[REQUIREMENT]: Give back every record exactly.

[Records from a data source]:
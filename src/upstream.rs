use std::time::Duration;

use serde::de::DeserializeOwned;

use crate::error::Error;

/// Longest provider body excerpt kept for logs.
const DETAIL_LIMIT: usize = 512;

/// Per-call bound on provider requests unless configured otherwise.
pub(crate) const DEFAULT_UPSTREAM_TIMEOUT: Duration = Duration::from_secs(10);

/// Build the shared outbound client; every call it makes is bounded by `timeout`.
pub(crate) fn build_http_client(timeout: Duration) -> Result<reqwest::Client, Error> {
    reqwest::Client::builder()
        .timeout(timeout)
        .build()
        .map_err(|e| Error::Config(format!("HTTP client: {e}")))
}

/// Client used by the default constructors, bounded by [`DEFAULT_UPSTREAM_TIMEOUT`].
pub(crate) fn default_http_client() -> reqwest::Client {
    build_http_client(DEFAULT_UPSTREAM_TIMEOUT).unwrap_or_else(|e| {
        tracing::warn!(error = %e, "Falling back to an HTTP client without a timeout");
        reqwest::Client::new()
    })
}

/// Checks HTTP response status; returns the response on success or an error with details.
pub(crate) async fn ensure_success(
    response: reqwest::Response,
    operation: &'static str,
) -> Result<reqwest::Response, Error> {
    if response.status().is_success() {
        return Ok(response);
    }
    let status = response.status().as_u16();
    let body = response.text().await.unwrap_or_default();
    let detail = truncate(&body);
    tracing::warn!(operation, status, detail = %detail, "Upstream returned an error status");
    Err(Error::UpstreamStatus {
        operation,
        status,
        detail,
    })
}

/// Reads the whole body and decodes it, classifying decode failures as malformed.
pub(crate) async fn read_json<T: DeserializeOwned>(
    response: reqwest::Response,
    operation: &'static str,
) -> Result<T, Error> {
    let bytes = response.bytes().await?;
    serde_json::from_slice(&bytes).map_err(|e| Error::MalformedResponse {
        operation,
        detail: e.to_string(),
    })
}

fn truncate(body: &str) -> String {
    match body.char_indices().nth(DETAIL_LIMIT) {
        Some((idx, _)) => format!("{}...", &body[..idx]),
        None => body.to_string(),
    }
}

#[cfg(test)]
mod tests {
    use super::*;

    #[test]
    fn short_bodies_are_kept() {
        assert_eq!(truncate("{\"error\":\"invalid_grant\"}"), "{\"error\":\"invalid_grant\"}");
    }

    #[test]
    fn long_bodies_are_cut() {
        let body = "x".repeat(DETAIL_LIMIT + 100);
        let cut = truncate(&body);
        assert_eq!(cut.len(), DETAIL_LIMIT + 3);
        assert!(cut.ends_with("..."));
    }

    #[test]
    fn multibyte_bodies_cut_on_char_boundary() {
        let body = "é".repeat(DETAIL_LIMIT + 1);
        let cut = truncate(&body);
        assert_eq!(cut.chars().count(), DETAIL_LIMIT + 3);
    }
}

[FINAL ANSWER]:
filename src/upstream.rs
use std::time::Duration;

use serde::de::DeserializeOwned;

use crate::error::Error;

/// Longest provider body excerpt kept for logs.
const DETAIL_LIMIT: usize = 512;

/// Per-call bound on provider requests unless configured otherwise.
pub(crate) const DEFAULT_UPSTREAM_TIMEOUT: Duration = Duration::from_secs(10);

/// Build the shared outbound client; every call it makes is bounded by `timeout`.
pub(crate) fn build_http_client(timeout: Duration) -> Result<reqwest::Client, Error> {
    reqwest::Client::builder()
        .timeout(timeout)
        .build()
        .map_err(|e| Error::Config(format!("HTTP client: {e}")))
}

/// Client used by the default constructors, bounded by [`DEFAULT_UPSTREAM_TIMEOUT`].
pub(crate) fn default_http_client() -> reqwest::Client {
    build_http_client(DEFAULT_UPSTREAM_TIMEOUT).unwrap_or_else(|e| {
        tracing::warn!(error = %e, "Falling back to an HTTP client without a timeout");
        reqwest::Client::new()
    })
}

/// Checks HTTP response status; returns the response on success or an error with details.
pub(crate) async fn ensure_success(
    response: reqwest::Response,
    operation: &'static str,
) -> Result<reqwest::Response, Error> {
    if response.status().is_success() {
        return Ok(response);
    }
    let status = response.status().as_u16();
    let body = response.text().await.unwrap_or_default();
    let detail = truncate(&body);
    tracing::warn!(operation, status, detail = %detail, "Upstream returned an error status");
    Err(Error::UpstreamStatus {
        operation,
        status,
        detail,
    })
}

/// Reads the whole body and decodes it, classifying decode failures as malformed.
pub(crate) async fn read_json<T: DeserializeOwned>(
    response: reqwest::Response,
    operation: &'static str,
) -> Result<T, Error> {
    let bytes = response.bytes().await?;
    serde_json::from_slice(&bytes).map_err(|e| Error::MalformedResponse {
        operation,
        detail: e.to_string(),
    })
}

fn truncate(body: &str) -> String {
    match body.char_indices().nth(DETAIL_LIMIT) {
        Some((idx, _)) => format!("{}...", &body[..idx]),
        None => body.to_string(),
    }
}

#[cfg(test)]
mod tests {
    use super::*;

    #[test]
    fn short_bodies_are_kept() {
        assert_eq!(truncate("{\"error\":\"invalid_grant\"}"), "{\"error\":\"invalid_grant\"}");
    }

    #[test]
    fn long_bodies_are_cut() {
        let body = "x".repeat(DETAIL_LIMIT + 100);
        let cut = truncate(&body);
        assert_eq!(cut.len(), DETAIL_LIMIT + 3);
        assert!(cut.ends_with("..."));
    }

    #[test]
    fn multibyte_bodies_cut_on_char_boundary() {
        let body = "é".repeat(DETAIL_LIMIT + 1);
        let cut = truncate(&body);
        assert_eq!(cut.chars().count(), DETAIL_LIMIT + 3);
    }
}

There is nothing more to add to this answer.